### [Problem description]
Find the string "stdout" in the records and copy each line where it occurs.

[Dataset entries]
=======

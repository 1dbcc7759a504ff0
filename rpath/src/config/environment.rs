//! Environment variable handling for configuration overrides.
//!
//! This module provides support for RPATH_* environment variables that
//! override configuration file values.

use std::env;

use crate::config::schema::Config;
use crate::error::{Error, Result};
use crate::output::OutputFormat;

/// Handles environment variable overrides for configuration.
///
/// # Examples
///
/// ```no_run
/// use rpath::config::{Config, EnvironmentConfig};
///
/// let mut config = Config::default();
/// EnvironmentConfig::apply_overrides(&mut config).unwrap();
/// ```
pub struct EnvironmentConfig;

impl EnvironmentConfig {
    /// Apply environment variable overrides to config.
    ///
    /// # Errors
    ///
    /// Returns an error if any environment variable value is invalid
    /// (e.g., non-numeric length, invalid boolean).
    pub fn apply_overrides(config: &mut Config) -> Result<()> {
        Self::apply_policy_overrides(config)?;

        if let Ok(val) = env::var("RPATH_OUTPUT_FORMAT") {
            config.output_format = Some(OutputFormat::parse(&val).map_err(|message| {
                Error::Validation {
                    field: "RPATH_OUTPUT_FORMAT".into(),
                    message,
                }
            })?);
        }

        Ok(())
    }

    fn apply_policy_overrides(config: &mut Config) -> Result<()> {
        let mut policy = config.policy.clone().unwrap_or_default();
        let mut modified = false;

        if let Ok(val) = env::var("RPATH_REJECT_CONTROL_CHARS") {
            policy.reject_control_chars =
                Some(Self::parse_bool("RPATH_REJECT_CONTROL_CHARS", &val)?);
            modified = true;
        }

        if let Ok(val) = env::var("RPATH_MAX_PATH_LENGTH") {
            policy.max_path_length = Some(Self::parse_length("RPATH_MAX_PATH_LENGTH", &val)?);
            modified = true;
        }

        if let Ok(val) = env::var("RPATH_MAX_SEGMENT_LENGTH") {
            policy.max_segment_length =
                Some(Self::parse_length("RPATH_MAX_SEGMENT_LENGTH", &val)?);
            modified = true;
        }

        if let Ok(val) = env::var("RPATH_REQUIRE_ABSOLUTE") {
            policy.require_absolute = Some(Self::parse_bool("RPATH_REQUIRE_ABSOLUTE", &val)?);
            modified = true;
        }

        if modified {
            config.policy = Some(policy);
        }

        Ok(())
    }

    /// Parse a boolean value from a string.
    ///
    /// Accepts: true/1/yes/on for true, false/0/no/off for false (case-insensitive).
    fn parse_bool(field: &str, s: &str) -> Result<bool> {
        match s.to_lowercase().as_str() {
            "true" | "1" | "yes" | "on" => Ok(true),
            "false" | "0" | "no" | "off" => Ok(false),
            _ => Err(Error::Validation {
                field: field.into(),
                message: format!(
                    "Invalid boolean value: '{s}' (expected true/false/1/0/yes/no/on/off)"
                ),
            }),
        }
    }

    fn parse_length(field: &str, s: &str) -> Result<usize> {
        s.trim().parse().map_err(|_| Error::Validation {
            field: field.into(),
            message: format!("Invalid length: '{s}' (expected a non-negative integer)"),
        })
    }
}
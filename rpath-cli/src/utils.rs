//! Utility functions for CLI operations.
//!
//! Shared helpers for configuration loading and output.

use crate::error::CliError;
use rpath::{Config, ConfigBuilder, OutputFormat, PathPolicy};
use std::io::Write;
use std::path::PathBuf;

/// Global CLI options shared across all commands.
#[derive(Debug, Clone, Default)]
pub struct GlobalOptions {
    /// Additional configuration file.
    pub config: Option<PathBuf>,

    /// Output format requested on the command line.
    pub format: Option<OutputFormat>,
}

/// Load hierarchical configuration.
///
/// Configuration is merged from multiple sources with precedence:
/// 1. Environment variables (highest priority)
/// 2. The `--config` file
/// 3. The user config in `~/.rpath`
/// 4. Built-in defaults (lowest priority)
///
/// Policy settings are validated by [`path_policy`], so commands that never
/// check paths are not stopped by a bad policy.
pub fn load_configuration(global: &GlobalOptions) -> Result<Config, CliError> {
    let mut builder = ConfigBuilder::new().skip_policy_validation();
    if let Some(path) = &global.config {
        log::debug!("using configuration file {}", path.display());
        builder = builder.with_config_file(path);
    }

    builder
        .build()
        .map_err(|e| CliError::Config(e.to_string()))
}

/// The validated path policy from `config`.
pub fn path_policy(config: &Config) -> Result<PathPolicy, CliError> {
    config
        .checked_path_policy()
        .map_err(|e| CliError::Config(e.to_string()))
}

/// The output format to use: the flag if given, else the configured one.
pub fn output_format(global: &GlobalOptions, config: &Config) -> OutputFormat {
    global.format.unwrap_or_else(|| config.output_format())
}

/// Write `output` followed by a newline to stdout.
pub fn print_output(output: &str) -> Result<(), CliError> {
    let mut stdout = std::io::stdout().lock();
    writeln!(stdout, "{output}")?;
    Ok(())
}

=======

### [Response]
/// Write `output` followed by a newline to stdout.
    let mut stdout = std::io::stdout().lock();
    writeln!(stdout, "{output}")?;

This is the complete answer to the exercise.